Oryx and Crake – Margaret Atwood (2003 shortlist)
Curiously, 2003 must have passed me by too, despite the fact I’ve read novels off the list. Here’s why: I’ve read Oryx and Crake but only after I’d read The Year of the Flood, during which I realised that this was some sort of sequel and I’d started in the wrong place. So Oryx and Crake became the second, rather than the first, in my MaddAddam trilogy reading. I just love the whole trilogy immensely for everything it does, mostly storytelling and humour. Shelved on my Atwood shelf. Read years after its shortlisting.

Frankie and Stankie – Barbara Trapido (2003 longlist)
My favourite Trapido novel, but this might be for nostalgic reasons more than anything else. That’s just a disclaimer because I think it’s funny, insightfully and warmly told.

The Curious Incident of the Dog in the Night-time – Mark Haddon (2003 longlist)
I only read this in the last few years. It’s good and I like the writing, and I do recommend it. I didn’t like the dad character and I didn’t like the dead dog. I’m unmoveable on some things, so it seems.

Life of Pi – Yann Martel (2002 winner)
Took this as a lazy beach read. Wrong move. Gave up for years. Gave it another go recently, alongside Little M and the film adaptation. So glad I did because I loved it. The thing that stands out for me most is the ending, and pissing (haha, I’m so childish!).

Atonement – Ian McEwan (2001 winner)
One of my all-time favourites.

Looks like 2001 was the first year for a Longlist.

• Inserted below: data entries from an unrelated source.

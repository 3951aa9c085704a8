use borsh::{BorshDeserialize, BorshSerialize};
use solana_program::{clock::UnixTimestamp, program_error::ProgramError, pubkey::Pubkey};

use crate::{constants::MAX_QUESTION_LEN, error::SettlementError};

use super::{deserialize_account, serialize_account, FeeSchedule, Side};

/// Market lifecycle. Resolved and Cancelled are terminal.
#[derive(BorshSerialize, BorshDeserialize, Debug, Clone, Copy, PartialEq, Eq)]
pub enum MarketStatus {
    Active,
    Resolved,
    Cancelled,
}

/// One binary prediction market and its pooled stakes
#[derive(BorshSerialize, BorshDeserialize, Debug, Clone, PartialEq)]
pub struct Market {
    /// Account discriminator
    pub discriminator: [u8; 8],

    pub is_initialized: bool,

    pub market_id: u64,

    /// Entitled to the creator fee
    pub creator: Pubkey,

    pub question: String,

    /// Staking closes at this unix timestamp
    pub end_time: UnixTimestamp,

    pub created_at: UnixTimestamp,

    pub resolved_at: UnixTimestamp,

    pub status: MarketStatus,

    /// Set exactly when status is Resolved
    pub outcome: Option<Side>,

    /// Fee percentages frozen at resolution
    pub fee_schedule: Option<FeeSchedule>,

    pub total_yes_pool: u64,
    pub total_no_pool: u64,

    pub participant_count: u32,

    pub creator_fee_claimed: bool,
    pub platform_fee_claimed: bool,

    pub bump: u8,
}

impl Market {
    pub const DISCRIMINATOR: [u8; 8] = *b"BIN_MKT_";

    pub const LEN: usize = 8 + // discriminator
        1 + // is_initialized
        8 + // market_id
        32 + // creator
        4 + MAX_QUESTION_LEN + // question
        8 + // end_time
        8 + // created_at
        8 + // resolved_at
        1 + // status
        1 + 1 + // outcome
        1 + 2 + // fee_schedule
        8 + // total_yes_pool
        8 + // total_no_pool
        4 + // participant_count
        1 + // creator_fee_claimed
        1 + // platform_fee_claimed
        1; // bump

    pub fn new(
        market_id: u64,
        creator: Pubkey,
        question: String,
        end_time: UnixTimestamp,
        created_at: UnixTimestamp,
        bump: u8,
    ) -> Self {
        Self {
            discriminator: Self::DISCRIMINATOR,
            is_initialized: true,
            market_id,
            creator,
            question,
            end_time,
            created_at,
            resolved_at: 0,
            status: MarketStatus::Active,
            outcome: None,
            fee_schedule: None,
            total_yes_pool: 0,
            total_no_pool: 0,
            participant_count: 0,
            creator_fee_claimed: false,
            platform_fee_claimed: false,
            bump,
        }
    }

    pub fn unpack(data: &[u8]) -> Result<Self, ProgramError> {
        let market: Self = deserialize_account(data)?;
        if market.discriminator != Self::DISCRIMINATOR || !market.is_initialized {
            return Err(SettlementError::MarketNotFound.into());
        }
        Ok(market)
    }

    pub fn pack(&self, dst: &mut [u8]) -> Result<(), ProgramError> {
        serialize_account(self, dst)
    }

    pub fn is_active(&self) -> bool {
        self.status == MarketStatus::Active
    }

    pub fn is_resolved(&self) -> bool {
        self.status == MarketStatus::Resolved
    }

    pub fn is_cancelled(&self) -> bool {
        self.status == MarketStatus::Cancelled
    }

    pub fn pool(&self, side: Side) -> u64 {
        match side {
            Side::Yes => self.total_yes_pool,
            Side::No => self.total_no_pool,
        }
    }

    pub fn total_pool(&self) -> Result<u64, ProgramError> {
        self.total_yes_pool
            .checked_add(self.total_no_pool)
            .ok_or_else(|| SettlementError::ArithmeticOverflow.into())
    }

    /// (winning pool, losing pool) for a resolved market
    pub fn settled_pools(&self) -> Result<(u64, u64), ProgramError> {
        let outcome = self.resolved_outcome()?;
        Ok((self.pool(outcome), self.pool(outcome.opposite())))
    }

    pub fn resolved_outcome(&self) -> Result<Side, ProgramError> {
        match (self.status, self.outcome) {
            (MarketStatus::Resolved, Some(side)) => Ok(side),
            _ => Err(SettlementError::MarketNotResolved.into()),
        }
    }

    pub(crate) fn add_to_pool(&mut self, side: Side, amount: u64) -> Result<(), ProgramError> {
        let pool = match side {
            Side::Yes => &mut self.total_yes_pool,
            Side::No => &mut self.total_no_pool,
        };
        *pool = pool
            .checked_add(amount)
            .ok_or(SettlementError::ArithmeticOverflow)?;
        Ok(())
    }
}

/// Check question text bounds before a market is created
pub fn validate_question(question: &str) -> Result<(), ProgramError> {
    if question.trim().is_empty() {
        return Err(SettlementError::InvalidQuestion.into());
    }
    if question.len() > MAX_QUESTION_LEN {
        return Err(SettlementError::QuestionTooLong.into());
    }
    Ok(())
}

#[cfg(test)]
mod tests {
    use super::*;

    #[test]
    fn test_len_fits_largest_market() {
        let mut market = Market::new(
            u64::MAX,
            Pubkey::new_unique(),
            "q".repeat(MAX_QUESTION_LEN),
            i64::MAX,
            i64::MAX,
            255,
        );
        market.status = MarketStatus::Resolved;
        market.outcome = Some(Side::No);
        market.fee_schedule = Some(FeeSchedule::default());
        market.resolved_at = i64::MAX;

        let mut data = vec![0u8; Market::LEN];
        market.pack(&mut data).unwrap();
        assert_eq!(Market::unpack(&data).unwrap(), market);
    }

    #[test]
    fn test_question_validation() {
        assert!(validate_question("Will it rain tomorrow?").is_ok());
        assert_eq!(
            validate_question("   "),
            Err(SettlementError::InvalidQuestion.into())
        );
        assert_eq!(
            validate_question(&"x".repeat(MAX_QUESTION_LEN + 1)),
            Err(SettlementError::QuestionTooLong.into())
        );
    }

    #[test]
    fn test_outcome_requires_resolved_status() {
        let mut market = Market::new(0, Pubkey::new_unique(), "q".into(), 10, 0, 1);
        market.outcome = Some(Side::Yes);
        assert!(market.settled_pools().is_err());
        market.status = MarketStatus::Resolved;
        assert_eq!(market.settled_pools().unwrap(), (0, 0));
    }

    #[test]
    fn test_zeroed_account_is_not_found() {
        let data = vec![0u8; Market::LEN];
        assert_eq!(
            Market::unpack(&data),
            Err(SettlementError::MarketNotFound.into())
        );
    }
}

The Blind Assassin – Margaret Atwood (2000 winner)
Read this very recently. It’s superb.

Disgrace – JM Coetzee (1999 winner)
Intrigued and shocked me simultaneously. Perhaps one of the first novels to really do this for me successfully (that’s probably about me, not the novel).

Amsterdam – Ian McEwan (1998 winner)
The start of my McEwan love affair

The God of Small Things – Arundhati Roy (1997 winner)
Remember enjoying this a lot and think it was my mother who recommended it (could be wrong about this though).

Alias Grace – Margaret Atwood (1996 shortlist)
This is why I need reading notes. It’s either The Robber Bride or Alias Grace that I didn’t finish. Will have to give this one another go (or is that  a reread?).

Time’s Arrow – Martin Amis (1991 shortlist)
“It goes backwards,” someone enthused to me. A big hit with me and I recommended it to everyone.

Possession – AS Byatt (1990 winner)
Sits among my most favourite novels ever. Completely captivating.

Cat’s Eye – Margaret Atwood (1989 shortlist)
Loved it then. Currently re-reading it now. There’s a boy-man in a tree. Knock, knock MaddAddam.

The Handmaid’s Tale – Margaret Atwood (1986 shortlist)
Forever kind of love!

Flaubert’s Parrot – Julian Barnes (1984 shortlist)
My introduction to Barnes. I was young: found it experimental but tedious. I kept on buying and reading him though!

Life and Times of Michael K – JM Coetzee (1983 winner)
I remember a long pub conversation about Coetzee and this being recommended. I think I read it and loved it – but I could be wrong. Another one for the reread (or is read?)
So that's me and the Booker. We've had some memorable times.